▶ **Exercise requirements**: When you answer, give every record back exactly as written.

▶ **Provided data**:
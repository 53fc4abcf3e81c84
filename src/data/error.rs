use std::path::PathBuf;

use thiserror::Error;

/// Fatal data-layer failures. Any of these halts the session's pipeline.
#[derive(Debug, Error)]
pub enum DataError {
    #[error("Dataset not found at path: {}", .0.display())]
    NotFound(PathBuf),

    #[error("Failed to read {}", path.display())]
    Io {
        path: PathBuf,
        #[source]
        source: std::io::Error,
    },

    #[error("Failed to parse {} as tabular data: {source}", path.display())]
    Csv {
        path: PathBuf,
        #[source]
        source: csv::Error,
    },

    #[error("Failed to read parquet file {}", path.display())]
    Parquet {
        path: PathBuf,
        #[source]
        source: parquet::errors::ParquetError,
    },

    #[error("Failed to decode column data in {}", path.display())]
    Arrow {
        path: PathBuf,
        #[source]
        source: arrow::error::ArrowError,
    },

    #[error("No columns to parse from {}", .0.display())]
    Empty(PathBuf),

    #[error("Unsupported file extension: .{0}")]
    UnsupportedExtension(String),

    #[error("Missing required columns in the dataset: {}", .0.join(", "))]
    MissingColumns(Vec<String>),

    #[error("Failed to export to {}", path.display())]
    Export {
        path: PathBuf,
        #[source]
        source: csv::Error,
    },
}
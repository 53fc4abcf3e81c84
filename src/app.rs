use eframe::egui;

use crate::config::DashboardConfig;
use crate::state::AppState;
use crate::ui::{charts, panels};

// ---------------------------------------------------------------------------
// eframe App implementation
// ---------------------------------------------------------------------------

pub struct OrderScopeApp {
    pub state: AppState,
}

impl OrderScopeApp {
    /// Build the app and try to open the configured dataset. A failed load
    /// only surfaces in the status line; the user can pick another file.
    pub fn new(config: DashboardConfig) -> Self {
        let dataset_path = config.dataset_path.clone();
        let mut state = AppState::new(config);
        if let Err(e) = state.open(&dataset_path) {
            log::warn!("Startup dataset not loaded: {e:#}");
        }
        Self { state }
    }
}

impl eframe::App for OrderScopeApp {
    fn update(&mut self, ctx: &egui::Context, _frame: &mut eframe::Frame) {
        // ---- Top panel: menu bar ----
        egui::TopBottomPanel::top("top_bar").show(ctx, |ui| {
            panels::top_bar(ui, &mut self.state);
        });

        // ---- Left side panel: filters ----
        egui::SidePanel::left("filter_panel")
            .default_width(240.0)
            .resizable(true)
            .show(ctx, |ui| {
                panels::side_panel(ui, &mut self.state);
            });

        // ---- Central panel: KPIs and charts ----
        egui::CentralPanel::default().show(ctx, |ui| {
            charts::dashboard(ui, &self.state);
        });
    }
}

▶ **Problem solution**:
repository 53fc4abcf3e81c84
filename src/data/error.rs
use std::path::PathBuf;

use thiserror::Error;

/// Fatal data-layer failures. Any of these halts the session's pipeline.
#[derive(Debug, Error)]
pub enum DataError {
    #[error("Dataset not found at path: {}", .0.display())]
    NotFound(PathBuf),

    #[error("Failed to read {}", path.display())]
    Io {
        path: PathBuf,
        #[source]
        source: std::io::Error,
    },

    #[error("Failed to parse {} as tabular data: {source}", path.display())]
    Csv {
        path: PathBuf,
        #[source]
        source: csv::Error,
    },

    #[error("Failed to read parquet file {}", path.display())]
    Parquet {
        path: PathBuf,
        #[source]
        source: parquet::errors::ParquetError,
    },

    #[error("Failed to decode column data in {}", path.display())]
    Arrow {
        path: PathBuf,
        #[source]
        source: arrow::error::ArrowError,
    },

    #[error("No columns to parse from {}", .0.display())]
    Empty(PathBuf),

    #[error("Unsupported file extension: .{0}")]
    UnsupportedExtension(String),

    #[error("Missing required columns in the dataset: {}", .0.join(", "))]
    MissingColumns(Vec<String>),

    #[error("Failed to export to {}", path.display())]
    Export {
        path: PathBuf,
        #[source]
        source: csv::Error,
    },
}
repository 53fc4abcf3e81c84
filename src/app.rs
use eframe::egui;

use crate::config::DashboardConfig;
use crate::state::AppState;
use crate::ui::{charts, panels};

// ---------------------------------------------------------------------------
// eframe App implementation
// ---------------------------------------------------------------------------

pub struct OrderScopeApp {
    pub state: AppState,
}

impl OrderScopeApp {
    /// Build the app and try to open the configured dataset. A failed load
    /// only surfaces in the status line; the user can pick another file.
    pub fn new(config: DashboardConfig) -> Self {
        let dataset_path = config.dataset_path.clone();
        let mut state = AppState::new(config);
        if let Err(e) = state.open(&dataset_path) {
            log::warn!("Startup dataset not loaded: {e:#}");
        }
        Self { state }
    }
}

impl eframe::App for OrderScopeApp {
    fn update(&mut self, ctx: &egui::Context, _frame: &mut eframe::Frame) {
        // ---- Top panel: menu bar ----
        egui::TopBottomPanel::top("top_bar").show(ctx, |ui| {
            panels::top_bar(ui, &mut self.state);
        });

        // ---- Left side panel: filters ----
        egui::SidePanel::left("filter_panel")
            .default_width(240.0)
            .resizable(true)
            .show(ctx, |ui| {
                panels::side_panel(ui, &mut self.state);
            });

        // ---- Central panel: KPIs and charts ----
        egui::CentralPanel::default().show(ctx, |ui| {
            charts::dashboard(ui, &self.state);
        });
    }
}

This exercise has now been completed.